*** Begin section ***
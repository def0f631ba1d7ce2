pub mod client;
pub mod error;
pub mod normalize;
pub mod types;

pub use client::UpstreamClient;
pub use error::UpstreamError;
pub use normalize::{normalize_product, sanitize_description};
pub use types::{LoginRequest, LoginResponse, RawProduct};
//! Category filtering, search, and offset pagination over normalized products.
//!
//! Filters run before pagination and never reorder: the page is a contiguous
//! slice of the filtered collection in upstream order.

use std::ops::Range;

use crate::categories::{is_catch_all, CategorySet};
use crate::products::NormalizedProduct;

pub const DEFAULT_PAGE: usize = 1;
pub const DEFAULT_LIMIT: usize = 20;
pub const MAX_LIMIT: usize = 100;

/// Caller-supplied query parameters, before clamping.
#[derive(Debug, Clone, Copy, Default)]
pub struct ProductQuery<'a> {
    pub category: Option<&'a str>,
    pub search: Option<&'a str>,
    pub page: Option<i64>,
    pub limit: Option<i64>,
}

/// Effective page/limit after clamping.
///
/// Values below 1 become 1; `limit` is additionally capped at [`MAX_LIMIT`].
#[derive(Debug, Clone, Copy, PartialEq, Eq)]
pub struct Pagination {
    pub page: usize,
    pub limit: usize,
}

impl Pagination {
    #[must_use]
    pub fn clamped(page: Option<i64>, limit: Option<i64>) -> Self {
        let page = page.map_or(DEFAULT_PAGE, |p| usize::try_from(p.max(1)).unwrap_or(usize::MAX));
        let limit = limit.map_or(DEFAULT_LIMIT, |l| {
            usize::try_from(l.clamp(1, MAX_LIMIT as i64)).unwrap_or(MAX_LIMIT)
        });
        Self { page, limit }
    }

    /// Half-open index range of this page within a collection of `len` items.
    #[must_use]
    pub fn range(&self, len: usize) -> Range<usize> {
        let start = (self.page - 1).saturating_mul(self.limit).min(len);
        let end = start.saturating_add(self.limit).min(len);
        start..end
    }

    #[must_use]
    pub fn total_pages(&self, total: usize) -> usize {
        total.div_ceil(self.limit)
    }
}

impl Default for Pagination {
    fn default() -> Self {
        Self {
            page: DEFAULT_PAGE,
            limit: DEFAULT_LIMIT,
        }
    }
}

/// One page of query results plus the post-filter total.
#[derive(Debug, Clone, PartialEq)]
pub struct ProductPage {
    pub items: Vec<NormalizedProduct>,
    pub total: usize,
    pub pagination: Pagination,
}

impl ProductPage {
    #[must_use]
    pub fn total_pages(&self) -> usize {
        self.pagination.total_pages(self.total)
    }
}

/// Filters, searches, and paginates `products`.
///
/// Blank `category`/`search` values are treated as absent.
#[must_use]
pub fn query_products(
    products: Vec<NormalizedProduct>,
    categories: &CategorySet,
    query: &ProductQuery<'_>,
) -> ProductPage {
    let category = non_blank(query.category).map(CategoryFilter::parse);
    let search = non_blank(query.search).map(str::to_lowercase);

    let filtered: Vec<NormalizedProduct> = products
        .into_iter()
        .filter(|p| {
            category
                .as_ref()
                .is_none_or(|filter| filter.matches(p, categories))
        })
        .filter(|p| search.as_deref().is_none_or(|needle| matches_search(p, needle)))
        .collect();

    let total = filtered.len();
    let pagination = Pagination::clamped(query.page, query.limit);
    let range = pagination.range(total);
    let items = filtered
        .into_iter()
        .skip(range.start)
        .take(range.len())
        .collect();

    ProductPage {
        items,
        total,
        pagination,
    }
}

#[derive(Debug, Clone, PartialEq, Eq)]
enum CategoryFilter {
    /// Non-empty categories outside the known set.
    CatchAll,
    /// Case-folded exact label.
    Exact(String),
}

impl CategoryFilter {
    fn parse(raw: &str) -> Self {
        if is_catch_all(raw) {
            CategoryFilter::CatchAll
        } else {
            CategoryFilter::Exact(raw.to_lowercase())
        }
    }

    fn matches(&self, product: &NormalizedProduct, categories: &CategorySet) -> bool {
        match self {
            CategoryFilter::CatchAll => {
                !product.category.is_empty() && !categories.contains(&product.category)
            }
            CategoryFilter::Exact(folded) => product.category.to_lowercase() == *folded,
        }
    }
}

/// `needle` must already be lower-cased.
fn matches_search(product: &NormalizedProduct, needle: &str) -> bool {
    product.name.to_lowercase().contains(needle)
        || product.description.to_lowercase().contains(needle)
}

fn non_blank(value: Option<&str>) -> Option<&str> {
    value.filter(|v| !v.trim().is_empty())
}

#[cfg(test)]
#[path = "query_test.rs"]
mod tests;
*** End section ***
▶ [Task] Set down each record verbatim.

▶ [Exercise solution]
repository def0f631ba1d7ce2
pub mod client;
pub mod error;
pub mod normalize;
pub mod types;

pub use client::UpstreamClient;
pub use error::UpstreamError;
pub use normalize::{normalize_product, sanitize_description};
pub use types::{LoginRequest, LoginResponse, RawProduct};
//! Category filtering, search, and offset pagination over normalized products.
//!
//! Filters run before pagination and never reorder: the page is a contiguous
//! slice of the filtered collection in upstream order.

use std::ops::Range;

use crate::categories::{is_catch_all, CategorySet};
use crate::products::NormalizedProduct;

pub const DEFAULT_PAGE: usize = 1;
pub const DEFAULT_LIMIT: usize = 20;
pub const MAX_LIMIT: usize = 100;

/// Caller-supplied query parameters, before clamping.
#[derive(Debug, Clone, Copy, Default)]
pub struct ProductQuery<'a> {
    pub category: Option<&'a str>,
    pub search: Option<&'a str>,
    pub page: Option<i64>,
    pub limit: Option<i64>,
}

/// Effective page/limit after clamping.
///
/// Values below 1 become 1; `limit` is additionally capped at [`MAX_LIMIT`].
#[derive(Debug, Clone, Copy, PartialEq, Eq)]
pub struct Pagination {
    pub page: usize,
    pub limit: usize,
}

impl Pagination {
    #[must_use]
    pub fn clamped(page: Option<i64>, limit: Option<i64>) -> Self {
        let page = page.map_or(DEFAULT_PAGE, |p| usize::try_from(p.max(1)).unwrap_or(usize::MAX));
        let limit = limit.map_or(DEFAULT_LIMIT, |l| {
            usize::try_from(l.clamp(1, MAX_LIMIT as i64)).unwrap_or(MAX_LIMIT)
        });
        Self { page, limit }
    }

    /// Half-open index range of this page within a collection of `len` items.
    #[must_use]
    pub fn range(&self, len: usize) -> Range<usize> {
        let start = (self.page - 1).saturating_mul(self.limit).min(len);
        let end = start.saturating_add(self.limit).min(len);
        start..end
    }

    #[must_use]
    pub fn total_pages(&self, total: usize) -> usize {
        total.div_ceil(self.limit)
    }
}

impl Default for Pagination {
    fn default() -> Self {
        Self {
            page: DEFAULT_PAGE,
            limit: DEFAULT_LIMIT,
        }
    }
}

/// One page of query results plus the post-filter total.
#[derive(Debug, Clone, PartialEq)]
pub struct ProductPage {
    pub items: Vec<NormalizedProduct>,
    pub total: usize,
    pub pagination: Pagination,
}

impl ProductPage {
    #[must_use]
    pub fn total_pages(&self) -> usize {
        self.pagination.total_pages(self.total)
    }
}

/// Filters, searches, and paginates `products`.
///
/// Blank `category`/`search` values are treated as absent.
#[must_use]
pub fn query_products(
    products: Vec<NormalizedProduct>,
    categories: &CategorySet,
    query: &ProductQuery<'_>,
) -> ProductPage {
    let category = non_blank(query.category).map(CategoryFilter::parse);
    let search = non_blank(query.search).map(str::to_lowercase);

    let filtered: Vec<NormalizedProduct> = products
        .into_iter()
        .filter(|p| {
            category
                .as_ref()
                .is_none_or(|filter| filter.matches(p, categories))
        })
        .filter(|p| search.as_deref().is_none_or(|needle| matches_search(p, needle)))
        .collect();

    let total = filtered.len();
    let pagination = Pagination::clamped(query.page, query.limit);
    let range = pagination.range(total);
    let items = filtered
        .into_iter()
        .skip(range.start)
        .take(range.len())
        .collect();

    ProductPage {
        items,
        total,
        pagination,
    }
}

#[derive(Debug, Clone, PartialEq, Eq)]
enum CategoryFilter {
    /// Non-empty categories outside the known set.
    CatchAll,
    /// Case-folded exact label.
    Exact(String),
}

impl CategoryFilter {
    fn parse(raw: &str) -> Self {
        if is_catch_all(raw) {
            CategoryFilter::CatchAll
        } else {
            CategoryFilter::Exact(raw.to_lowercase())
        }
    }

    fn matches(&self, product: &NormalizedProduct, categories: &CategorySet) -> bool {
        match self {
            CategoryFilter::CatchAll => {
                !product.category.is_empty() && !categories.contains(&product.category)
            }
            CategoryFilter::Exact(folded) => product.category.to_lowercase() == *folded,
        }
    }
}

/// `needle` must already be lower-cased.
fn matches_search(product: &NormalizedProduct, needle: &str) -> bool {
    product.name.to_lowercase().contains(needle)
        || product.description.to_lowercase().contains(needle)
}

fn non_blank(value: Option<&str>) -> Option<&str> {
    value.filter(|v| !v.trim().is_empty())
}

#[cfg(test)]
#[path = "query_test.rs"]
mod tests;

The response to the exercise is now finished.